Последние минуты.
Обход окончен, теперь надо заполнять истории болезни. Мне нравится моя работа, люблю разговаривать с больными, «ломать голову» над диагнозом, лечением. Но «писанину», как и все врачи, не люблю. Однако, надо. Как говорил наш профессор: «Вы истории болезни заполняете не для себя, а для прокурора».
В нашей ординаторской настоящий «интернационал»: Гертруда—немка, Бронислава—полька, Лариса—украинка, Анна, т.е. я—русская. Часто в ординаторскую «забегает» муж Гертруды Олег Борисович, наш рентгенолог, он еврей. Никакой «межнациональной розни», живём дружно.
Так получилось, что у меня двое больных с фамилией Столетний (не родственники) и оба «тяжелые». Первый—молодой красивый мужчина страдает идиопатическим миокардитом Абрамова—Фидлера, ни причина возникновения этого грозного заболевания, ни лечение его пока практически неизвестны . Несмотря на все наши усилия, болезнь у него прогрессирует: сердце увеличилось до угрожающих размеров, нарастает сердечная недостаточность.
Второй больной, тоже Столетний, поступил с подозрением на пневмонию. Но всё оказалось гораздо хуже: запущенный рак лёгких с метастазами. Несколько дней назад появился отёк левой руки: синдром сдавления верхней полой вены. Мои мысли прерывает телефонный звонок: «Анна Фёдоровна, Вас Столетний зовёт». Это Ада, дежурная медсестра. Но, ведь я только что была у него. Зайду попозже. Положила трубку, но стало как- то тревожно. Нет, всё же пойду, посмотрю. Хорошо, что пошла, успела…
Василий Васильевич, так звали больного, до самого конца не верил в серьёзность своей болезни, всё балагурил. Ещё вчера уговаривал меня принять в подарок домашнее вино. « Сам делал, Анна Фёдоровна, очень вкусное». Я, конечно, отказалась, в нашей клинике «подарки» от больных брать было не принято. Сегодня на обходе попросил: «Посидите со мной, пожалуйста». Посидела, поговорили, но, ведь, у меня обход, другие больные. Ушла. А теперь вот уходит он, уходит из жизни навсегда и ничего нельзя изменить.

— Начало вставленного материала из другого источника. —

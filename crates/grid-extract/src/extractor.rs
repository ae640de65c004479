//! High-level extraction entry point.

use std::sync::Arc;
use std::time::Instant;

use grid_geometry::GridCoordinates;
use grid_index::{IndexCache, IndexKind};

use crate::config::ExtractConfig;
use crate::conversion::ValueConversion;
use crate::error::{ExtractError, Result};
use crate::pixel_map::PixelMap;
use crate::reader::ArrayReader;
use crate::source::SourceGrid;
use crate::target::TargetDomain;
use crate::types::Slice;

/// Ties together index caching, pixel mapping and reading.
///
/// Cheap to clone; clones share the index cache.
#[derive(Debug, Clone)]
pub struct GridExtractor {
    cache: Arc<IndexCache>,
    config: ExtractConfig,
}

impl GridExtractor {
    /// Create an extractor with its own index cache.
    pub fn new(config: ExtractConfig) -> Result<Self> {
        let cache = Arc::new(IndexCache::new(config.index.clone()));
        Self::with_cache(cache, config)
    }

    /// Create an extractor sharing an existing index cache.
    ///
    /// Indexes are built with the cache's own [`grid_index::IndexConfig`];
    /// `config.index` is only validated.
    pub fn with_cache(cache: Arc<IndexCache>, config: ExtractConfig) -> Result<Self> {
        config.validate().map_err(ExtractError::config)?;
        Ok(Self { cache, config })
    }

    pub fn config(&self) -> &ExtractConfig {
        &self.config
    }

    pub fn cache(&self) -> &Arc<IndexCache> {
        &self.cache
    }

    /// Source for a curvilinear grid using the configured index kind.
    pub fn source_for(&self, coords: GridCoordinates) -> Result<SourceGrid> {
        self.source_with(coords, self.config.index_kind)
    }

    /// Source for a curvilinear grid using a specific index kind.
    pub fn source_with(&self, coords: GridCoordinates, kind: IndexKind) -> Result<SourceGrid> {
        let grid = self.cache.load_grid(coords);
        let index = self.cache.get_or_build(&grid, kind)?;
        Ok(SourceGrid::Curvilinear(index))
    }

    /// Map every target point onto `source`.
    pub fn pixel_map(&self, source: &SourceGrid, targets: &dyn TargetDomain) -> Result<PixelMap> {
        PixelMap::new(source, targets)
    }

    /// Values of `slice` at every target point, NaN where a point lies
    /// outside the source grid or its value is missing.
    pub fn extract(
        &self,
        source: &SourceGrid,
        targets: &dyn TargetDomain,
        reader: &dyn ArrayReader,
        slice: Slice,
        conversion: &ValueConversion,
    ) -> Result<Vec<f32>> {
        let start = Instant::now();
        let map = self.pixel_map(source, targets)?;
        let values = self.config.strategy.read(&map, reader, slice, conversion)?;

        tracing::debug!(
            strategy = %self.config.strategy,
            targets = targets.len(),
            resolved = map.resolved_targets(),
            elapsed_ms = start.elapsed().as_millis() as u64,
            "Extraction complete"
        );
        Ok(values)
    }

    /// Drop every cached index and interned grid.
    pub fn clear_index_cache(&self) {
        self.cache.clear();
    }
}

Никогда не верьте тем, кто говорит, будто врачи привыкают к смерти. Это неправда. Я помню почти всех своих умерших больных. И каждый забирал часть моей собственной жизни. Вспомнилась 25—летняя больная туберкулёзом. Запущенная болезнь. Запущенная жизнь—алкоголизм, наркотики. Умирала долго, мучительно, не отпускала меня: «Побудьте со мной, пожалуйста». Она сидела в постели с закрытыми глазами (лежать уже не могла, задыхалась, дышала кислородной смесью), но стоило мне пошевелиться («кажется, задремала, пойду»), она тут же открывала глаза и хватала мою руку: «Не уходите, мне страшно». И вдруг в полузабытье с восторгом произнесла: «Белые аисты, белые аисты». Это были её последние слова. Лицо стало спокойным, вернее, каким—то умиротворённым.
Нельзя, чтоб человек был одинок в момент своей кончины. Недавно посмотрела видеокассету «Беседа о болезни и смерти» Митрополита Суражского Антония. Он рассказал, как во время войны он, тогда ещё врач—хирург, всю ночь сидел у постели умирающего от ран молодого бойца. «Я усну, а Вы уйдёте?», с тревогой спрашивал мальчик.
«Нет, сначала ты мне будешь рассказывать о себе, своей жизни—всё, что хочешь. Потом ты устанешь, закроешь глаза. Я стану рассказывать тебе. Мой голос будет становиться всё тише, т.к. ты устанешь слушать, и только будешь сжимать мою руку. Когда у тебя не будет сил сжимать мою руку, я стану сжимать твою, чтоб ты чувствовал: я рядом. И так до конца. Не бойся». Так он и сидел, пока рука, которую он держал, не похолодела.
Никогда не надо смиряться со смертью. Если есть хоть один шанс из ста, за жизнь надо бороться. И никогда не расставаться добровольно с этим великим Даром Создателя. Это страшный грех.